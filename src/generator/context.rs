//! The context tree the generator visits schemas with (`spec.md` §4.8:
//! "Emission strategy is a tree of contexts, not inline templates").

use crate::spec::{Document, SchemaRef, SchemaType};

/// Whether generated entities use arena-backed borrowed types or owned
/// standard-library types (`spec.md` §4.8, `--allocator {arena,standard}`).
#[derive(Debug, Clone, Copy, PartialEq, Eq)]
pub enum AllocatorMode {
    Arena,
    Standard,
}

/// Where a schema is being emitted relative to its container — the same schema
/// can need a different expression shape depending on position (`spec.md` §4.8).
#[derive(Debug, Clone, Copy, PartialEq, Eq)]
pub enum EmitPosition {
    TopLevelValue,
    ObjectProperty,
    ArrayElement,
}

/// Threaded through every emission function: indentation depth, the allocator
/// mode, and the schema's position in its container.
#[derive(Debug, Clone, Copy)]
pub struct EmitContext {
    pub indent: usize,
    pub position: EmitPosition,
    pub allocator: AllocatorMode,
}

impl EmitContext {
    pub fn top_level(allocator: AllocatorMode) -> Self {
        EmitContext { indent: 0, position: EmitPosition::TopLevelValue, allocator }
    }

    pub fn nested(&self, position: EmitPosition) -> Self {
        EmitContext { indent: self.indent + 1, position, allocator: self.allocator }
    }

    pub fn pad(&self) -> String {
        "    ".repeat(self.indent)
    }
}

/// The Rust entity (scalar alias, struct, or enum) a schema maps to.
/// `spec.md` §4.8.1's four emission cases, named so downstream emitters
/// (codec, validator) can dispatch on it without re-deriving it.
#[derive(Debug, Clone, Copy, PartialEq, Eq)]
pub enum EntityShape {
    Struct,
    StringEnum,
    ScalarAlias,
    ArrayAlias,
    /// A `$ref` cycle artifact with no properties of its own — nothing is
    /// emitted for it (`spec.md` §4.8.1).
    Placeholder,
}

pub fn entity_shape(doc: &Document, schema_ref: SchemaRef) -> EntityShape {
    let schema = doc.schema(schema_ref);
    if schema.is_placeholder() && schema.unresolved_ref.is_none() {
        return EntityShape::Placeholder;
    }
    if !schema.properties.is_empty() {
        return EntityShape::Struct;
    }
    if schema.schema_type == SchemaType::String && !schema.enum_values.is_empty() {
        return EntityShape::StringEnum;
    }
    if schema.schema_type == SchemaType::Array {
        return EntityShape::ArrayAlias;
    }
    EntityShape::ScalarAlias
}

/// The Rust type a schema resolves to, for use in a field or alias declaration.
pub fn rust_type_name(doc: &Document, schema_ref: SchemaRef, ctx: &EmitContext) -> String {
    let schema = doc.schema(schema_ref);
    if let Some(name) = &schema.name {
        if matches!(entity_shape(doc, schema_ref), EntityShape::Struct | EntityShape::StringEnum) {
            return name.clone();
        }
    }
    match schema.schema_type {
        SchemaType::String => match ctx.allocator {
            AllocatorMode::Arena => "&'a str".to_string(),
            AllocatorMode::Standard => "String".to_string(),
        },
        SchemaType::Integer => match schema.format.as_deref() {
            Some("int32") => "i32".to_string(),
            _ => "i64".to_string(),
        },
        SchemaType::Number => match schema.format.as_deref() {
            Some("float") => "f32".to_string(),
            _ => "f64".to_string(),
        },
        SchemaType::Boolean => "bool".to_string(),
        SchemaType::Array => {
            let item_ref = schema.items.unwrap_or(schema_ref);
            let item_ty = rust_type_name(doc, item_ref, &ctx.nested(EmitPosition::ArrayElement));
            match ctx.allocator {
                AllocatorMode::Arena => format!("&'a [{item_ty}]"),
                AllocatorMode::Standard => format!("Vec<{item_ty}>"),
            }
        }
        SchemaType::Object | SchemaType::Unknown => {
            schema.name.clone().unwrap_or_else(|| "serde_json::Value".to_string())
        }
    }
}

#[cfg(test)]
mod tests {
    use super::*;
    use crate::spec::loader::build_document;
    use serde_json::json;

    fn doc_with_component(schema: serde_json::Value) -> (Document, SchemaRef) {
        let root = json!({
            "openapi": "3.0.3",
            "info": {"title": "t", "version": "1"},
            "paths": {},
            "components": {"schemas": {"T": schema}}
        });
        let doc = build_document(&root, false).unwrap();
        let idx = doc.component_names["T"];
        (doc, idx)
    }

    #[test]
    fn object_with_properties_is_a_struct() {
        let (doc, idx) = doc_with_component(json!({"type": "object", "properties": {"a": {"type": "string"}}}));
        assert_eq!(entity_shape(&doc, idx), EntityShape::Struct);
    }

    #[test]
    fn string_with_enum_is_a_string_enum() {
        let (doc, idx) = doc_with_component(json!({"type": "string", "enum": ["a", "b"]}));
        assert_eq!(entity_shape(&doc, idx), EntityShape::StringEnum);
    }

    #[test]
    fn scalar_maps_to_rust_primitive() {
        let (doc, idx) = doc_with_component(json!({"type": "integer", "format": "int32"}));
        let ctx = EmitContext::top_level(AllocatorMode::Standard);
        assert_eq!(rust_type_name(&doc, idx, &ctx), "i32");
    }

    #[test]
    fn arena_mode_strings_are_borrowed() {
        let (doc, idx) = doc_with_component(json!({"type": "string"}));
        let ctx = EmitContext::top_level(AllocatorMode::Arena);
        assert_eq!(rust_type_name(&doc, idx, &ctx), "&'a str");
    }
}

# # # #

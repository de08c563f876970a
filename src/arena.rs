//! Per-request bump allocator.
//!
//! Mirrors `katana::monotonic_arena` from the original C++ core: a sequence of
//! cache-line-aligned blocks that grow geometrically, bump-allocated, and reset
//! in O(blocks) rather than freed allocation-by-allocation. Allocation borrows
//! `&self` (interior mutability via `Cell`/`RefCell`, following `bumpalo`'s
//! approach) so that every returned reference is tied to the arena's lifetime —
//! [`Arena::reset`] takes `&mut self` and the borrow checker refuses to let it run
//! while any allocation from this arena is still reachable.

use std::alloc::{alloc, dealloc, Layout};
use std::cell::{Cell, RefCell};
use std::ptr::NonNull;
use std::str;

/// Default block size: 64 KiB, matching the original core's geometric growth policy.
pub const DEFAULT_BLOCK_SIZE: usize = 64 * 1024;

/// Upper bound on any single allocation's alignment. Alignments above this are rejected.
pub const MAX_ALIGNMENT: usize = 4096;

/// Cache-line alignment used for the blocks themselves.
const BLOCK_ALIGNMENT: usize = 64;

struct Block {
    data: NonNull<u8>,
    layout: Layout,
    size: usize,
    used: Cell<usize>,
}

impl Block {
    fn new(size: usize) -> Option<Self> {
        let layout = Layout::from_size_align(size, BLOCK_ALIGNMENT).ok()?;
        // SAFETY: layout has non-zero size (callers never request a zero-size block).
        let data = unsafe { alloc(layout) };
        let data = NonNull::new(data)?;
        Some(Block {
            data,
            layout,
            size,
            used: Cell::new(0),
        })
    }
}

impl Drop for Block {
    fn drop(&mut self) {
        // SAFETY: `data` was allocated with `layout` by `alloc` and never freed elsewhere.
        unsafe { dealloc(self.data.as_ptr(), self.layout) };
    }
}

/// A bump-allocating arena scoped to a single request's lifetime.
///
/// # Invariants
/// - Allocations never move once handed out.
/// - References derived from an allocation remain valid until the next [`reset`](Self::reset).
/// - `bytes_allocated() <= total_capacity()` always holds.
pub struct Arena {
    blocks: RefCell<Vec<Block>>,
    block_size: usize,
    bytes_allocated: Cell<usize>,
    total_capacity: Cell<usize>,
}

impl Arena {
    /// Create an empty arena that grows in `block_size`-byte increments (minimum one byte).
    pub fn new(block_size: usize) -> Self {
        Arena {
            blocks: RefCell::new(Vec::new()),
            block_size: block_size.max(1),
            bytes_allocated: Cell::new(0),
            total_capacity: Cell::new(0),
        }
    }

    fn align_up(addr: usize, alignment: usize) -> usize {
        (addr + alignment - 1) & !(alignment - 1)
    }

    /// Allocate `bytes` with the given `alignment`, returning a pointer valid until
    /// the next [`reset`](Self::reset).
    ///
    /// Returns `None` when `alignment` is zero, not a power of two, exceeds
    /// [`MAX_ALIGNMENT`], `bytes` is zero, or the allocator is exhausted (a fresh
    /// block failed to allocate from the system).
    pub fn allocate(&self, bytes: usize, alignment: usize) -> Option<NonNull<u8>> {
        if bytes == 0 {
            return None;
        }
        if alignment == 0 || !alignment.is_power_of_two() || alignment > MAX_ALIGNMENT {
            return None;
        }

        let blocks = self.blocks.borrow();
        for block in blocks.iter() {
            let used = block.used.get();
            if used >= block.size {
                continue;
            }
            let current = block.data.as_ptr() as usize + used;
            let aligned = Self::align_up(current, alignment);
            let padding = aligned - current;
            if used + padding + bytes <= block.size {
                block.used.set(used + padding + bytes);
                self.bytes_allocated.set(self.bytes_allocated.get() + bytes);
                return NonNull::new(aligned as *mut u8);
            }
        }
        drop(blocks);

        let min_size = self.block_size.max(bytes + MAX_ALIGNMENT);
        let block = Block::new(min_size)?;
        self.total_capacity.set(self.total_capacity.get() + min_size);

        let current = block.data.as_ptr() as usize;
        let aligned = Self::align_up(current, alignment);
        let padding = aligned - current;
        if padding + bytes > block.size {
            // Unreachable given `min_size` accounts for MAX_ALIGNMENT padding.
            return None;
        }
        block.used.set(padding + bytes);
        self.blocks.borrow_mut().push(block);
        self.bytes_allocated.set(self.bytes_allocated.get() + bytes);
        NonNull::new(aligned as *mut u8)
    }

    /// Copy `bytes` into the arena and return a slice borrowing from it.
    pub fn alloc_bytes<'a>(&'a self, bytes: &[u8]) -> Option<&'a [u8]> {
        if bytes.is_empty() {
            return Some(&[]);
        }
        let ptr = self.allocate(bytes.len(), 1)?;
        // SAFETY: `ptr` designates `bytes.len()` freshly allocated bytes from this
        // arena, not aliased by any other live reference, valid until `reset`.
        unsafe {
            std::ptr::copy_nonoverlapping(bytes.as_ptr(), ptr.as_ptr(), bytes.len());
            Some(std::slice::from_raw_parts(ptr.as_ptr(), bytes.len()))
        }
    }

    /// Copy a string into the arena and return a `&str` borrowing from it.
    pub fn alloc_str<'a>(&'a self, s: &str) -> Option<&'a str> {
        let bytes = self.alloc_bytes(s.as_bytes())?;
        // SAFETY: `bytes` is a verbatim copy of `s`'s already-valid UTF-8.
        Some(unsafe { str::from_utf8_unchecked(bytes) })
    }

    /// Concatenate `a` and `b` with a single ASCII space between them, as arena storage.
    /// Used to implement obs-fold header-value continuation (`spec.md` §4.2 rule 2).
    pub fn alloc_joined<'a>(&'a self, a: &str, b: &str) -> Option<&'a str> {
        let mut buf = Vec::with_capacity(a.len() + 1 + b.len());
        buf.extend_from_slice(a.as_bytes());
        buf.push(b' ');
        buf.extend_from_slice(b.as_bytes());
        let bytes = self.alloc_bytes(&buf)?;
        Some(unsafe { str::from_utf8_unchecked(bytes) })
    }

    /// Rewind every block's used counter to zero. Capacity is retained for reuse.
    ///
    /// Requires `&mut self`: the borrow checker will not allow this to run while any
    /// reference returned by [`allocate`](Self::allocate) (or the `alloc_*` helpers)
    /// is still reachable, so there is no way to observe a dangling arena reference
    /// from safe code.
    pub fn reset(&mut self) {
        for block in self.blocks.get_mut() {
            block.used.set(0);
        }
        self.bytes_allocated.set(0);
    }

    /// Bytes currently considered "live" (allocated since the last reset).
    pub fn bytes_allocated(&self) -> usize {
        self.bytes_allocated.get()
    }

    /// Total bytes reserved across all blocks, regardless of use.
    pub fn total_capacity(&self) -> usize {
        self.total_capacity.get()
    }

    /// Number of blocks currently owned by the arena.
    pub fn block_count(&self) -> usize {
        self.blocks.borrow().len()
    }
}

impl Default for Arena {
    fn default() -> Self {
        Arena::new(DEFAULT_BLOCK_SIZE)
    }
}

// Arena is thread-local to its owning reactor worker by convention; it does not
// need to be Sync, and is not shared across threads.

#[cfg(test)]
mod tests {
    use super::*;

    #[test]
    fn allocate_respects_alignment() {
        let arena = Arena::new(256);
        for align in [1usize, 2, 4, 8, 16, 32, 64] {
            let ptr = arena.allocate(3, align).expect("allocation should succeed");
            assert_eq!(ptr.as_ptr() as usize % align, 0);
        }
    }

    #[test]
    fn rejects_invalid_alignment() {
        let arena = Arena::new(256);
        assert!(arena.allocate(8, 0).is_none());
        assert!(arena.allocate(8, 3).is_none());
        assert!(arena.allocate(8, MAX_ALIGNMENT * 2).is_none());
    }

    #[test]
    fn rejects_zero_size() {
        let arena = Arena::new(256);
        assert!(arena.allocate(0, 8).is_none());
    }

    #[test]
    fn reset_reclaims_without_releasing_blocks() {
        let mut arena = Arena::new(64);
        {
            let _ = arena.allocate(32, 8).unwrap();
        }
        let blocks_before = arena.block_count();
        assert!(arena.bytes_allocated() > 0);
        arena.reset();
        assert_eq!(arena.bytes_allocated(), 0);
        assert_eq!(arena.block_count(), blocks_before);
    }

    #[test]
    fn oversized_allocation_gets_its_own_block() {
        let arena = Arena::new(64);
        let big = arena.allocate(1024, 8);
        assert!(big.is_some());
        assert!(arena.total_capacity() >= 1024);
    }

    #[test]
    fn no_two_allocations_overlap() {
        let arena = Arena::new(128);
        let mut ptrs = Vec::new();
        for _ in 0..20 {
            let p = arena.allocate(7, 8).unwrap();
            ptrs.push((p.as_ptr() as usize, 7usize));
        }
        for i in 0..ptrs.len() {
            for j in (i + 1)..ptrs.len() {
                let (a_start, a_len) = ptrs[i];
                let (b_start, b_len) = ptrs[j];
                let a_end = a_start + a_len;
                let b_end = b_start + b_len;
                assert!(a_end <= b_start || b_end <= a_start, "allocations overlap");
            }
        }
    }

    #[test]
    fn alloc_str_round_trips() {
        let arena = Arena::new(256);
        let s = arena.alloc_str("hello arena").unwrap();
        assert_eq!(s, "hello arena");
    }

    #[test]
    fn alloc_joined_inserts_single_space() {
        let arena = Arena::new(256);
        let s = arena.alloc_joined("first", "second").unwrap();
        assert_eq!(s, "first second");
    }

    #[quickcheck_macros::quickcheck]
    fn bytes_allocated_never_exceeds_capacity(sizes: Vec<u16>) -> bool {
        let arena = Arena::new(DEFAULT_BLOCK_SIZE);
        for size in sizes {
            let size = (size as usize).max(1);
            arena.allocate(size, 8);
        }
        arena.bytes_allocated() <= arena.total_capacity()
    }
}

# # # #

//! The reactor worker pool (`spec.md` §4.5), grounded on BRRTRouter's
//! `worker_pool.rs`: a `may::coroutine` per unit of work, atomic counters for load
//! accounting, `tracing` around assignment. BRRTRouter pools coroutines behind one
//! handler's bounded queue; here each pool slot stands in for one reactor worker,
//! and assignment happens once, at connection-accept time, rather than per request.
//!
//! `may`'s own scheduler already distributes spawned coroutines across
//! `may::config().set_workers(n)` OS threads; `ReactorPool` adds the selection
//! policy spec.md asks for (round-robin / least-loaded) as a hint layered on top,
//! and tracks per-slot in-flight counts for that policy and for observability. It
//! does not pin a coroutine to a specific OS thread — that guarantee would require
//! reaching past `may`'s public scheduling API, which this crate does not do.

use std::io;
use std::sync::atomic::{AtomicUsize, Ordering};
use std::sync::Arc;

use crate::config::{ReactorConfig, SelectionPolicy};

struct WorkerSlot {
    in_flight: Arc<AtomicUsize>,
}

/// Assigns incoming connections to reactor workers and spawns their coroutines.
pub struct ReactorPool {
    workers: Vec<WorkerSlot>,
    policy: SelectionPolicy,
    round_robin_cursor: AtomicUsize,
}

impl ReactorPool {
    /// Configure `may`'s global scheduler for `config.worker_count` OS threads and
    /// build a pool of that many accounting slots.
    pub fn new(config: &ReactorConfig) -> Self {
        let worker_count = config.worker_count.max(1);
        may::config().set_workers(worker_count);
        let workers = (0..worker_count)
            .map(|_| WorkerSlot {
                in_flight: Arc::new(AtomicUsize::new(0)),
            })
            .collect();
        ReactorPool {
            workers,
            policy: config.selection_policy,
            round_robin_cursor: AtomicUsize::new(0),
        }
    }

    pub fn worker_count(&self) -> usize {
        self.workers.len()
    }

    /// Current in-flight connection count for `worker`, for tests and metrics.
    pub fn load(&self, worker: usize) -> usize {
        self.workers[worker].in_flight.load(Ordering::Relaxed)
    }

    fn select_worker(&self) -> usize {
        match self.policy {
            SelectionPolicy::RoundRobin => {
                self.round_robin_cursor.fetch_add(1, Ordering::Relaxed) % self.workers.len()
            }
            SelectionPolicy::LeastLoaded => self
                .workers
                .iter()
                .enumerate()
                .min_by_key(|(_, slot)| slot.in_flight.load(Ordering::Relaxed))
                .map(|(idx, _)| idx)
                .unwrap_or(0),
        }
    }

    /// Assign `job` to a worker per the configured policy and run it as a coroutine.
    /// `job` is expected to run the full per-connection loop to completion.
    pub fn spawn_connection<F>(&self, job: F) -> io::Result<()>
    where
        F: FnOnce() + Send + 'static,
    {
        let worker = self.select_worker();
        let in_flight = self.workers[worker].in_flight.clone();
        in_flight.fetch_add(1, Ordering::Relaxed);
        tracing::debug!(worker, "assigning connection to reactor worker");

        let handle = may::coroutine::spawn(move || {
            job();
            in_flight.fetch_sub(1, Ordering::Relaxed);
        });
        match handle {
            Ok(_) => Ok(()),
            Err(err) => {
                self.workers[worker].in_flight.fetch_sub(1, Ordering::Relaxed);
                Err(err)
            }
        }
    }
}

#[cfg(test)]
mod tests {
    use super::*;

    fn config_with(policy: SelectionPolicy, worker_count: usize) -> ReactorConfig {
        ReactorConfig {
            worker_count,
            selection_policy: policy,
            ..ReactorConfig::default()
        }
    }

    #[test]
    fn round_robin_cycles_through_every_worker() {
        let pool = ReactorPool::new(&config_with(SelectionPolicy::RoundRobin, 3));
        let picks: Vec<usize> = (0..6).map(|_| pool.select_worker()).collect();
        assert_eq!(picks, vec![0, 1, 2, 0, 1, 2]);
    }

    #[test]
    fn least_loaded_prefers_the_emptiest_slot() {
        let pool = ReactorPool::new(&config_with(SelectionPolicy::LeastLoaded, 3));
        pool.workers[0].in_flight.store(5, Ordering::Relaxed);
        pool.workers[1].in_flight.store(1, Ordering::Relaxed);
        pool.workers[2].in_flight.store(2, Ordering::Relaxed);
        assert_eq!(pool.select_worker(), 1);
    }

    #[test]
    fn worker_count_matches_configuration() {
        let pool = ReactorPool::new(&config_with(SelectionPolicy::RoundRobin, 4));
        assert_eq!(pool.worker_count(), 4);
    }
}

# # # #

A single number, please: how many lines in the data above contain the string "ReactorPool"?

RESPONSE FOR THIS EXERCISE ▸
7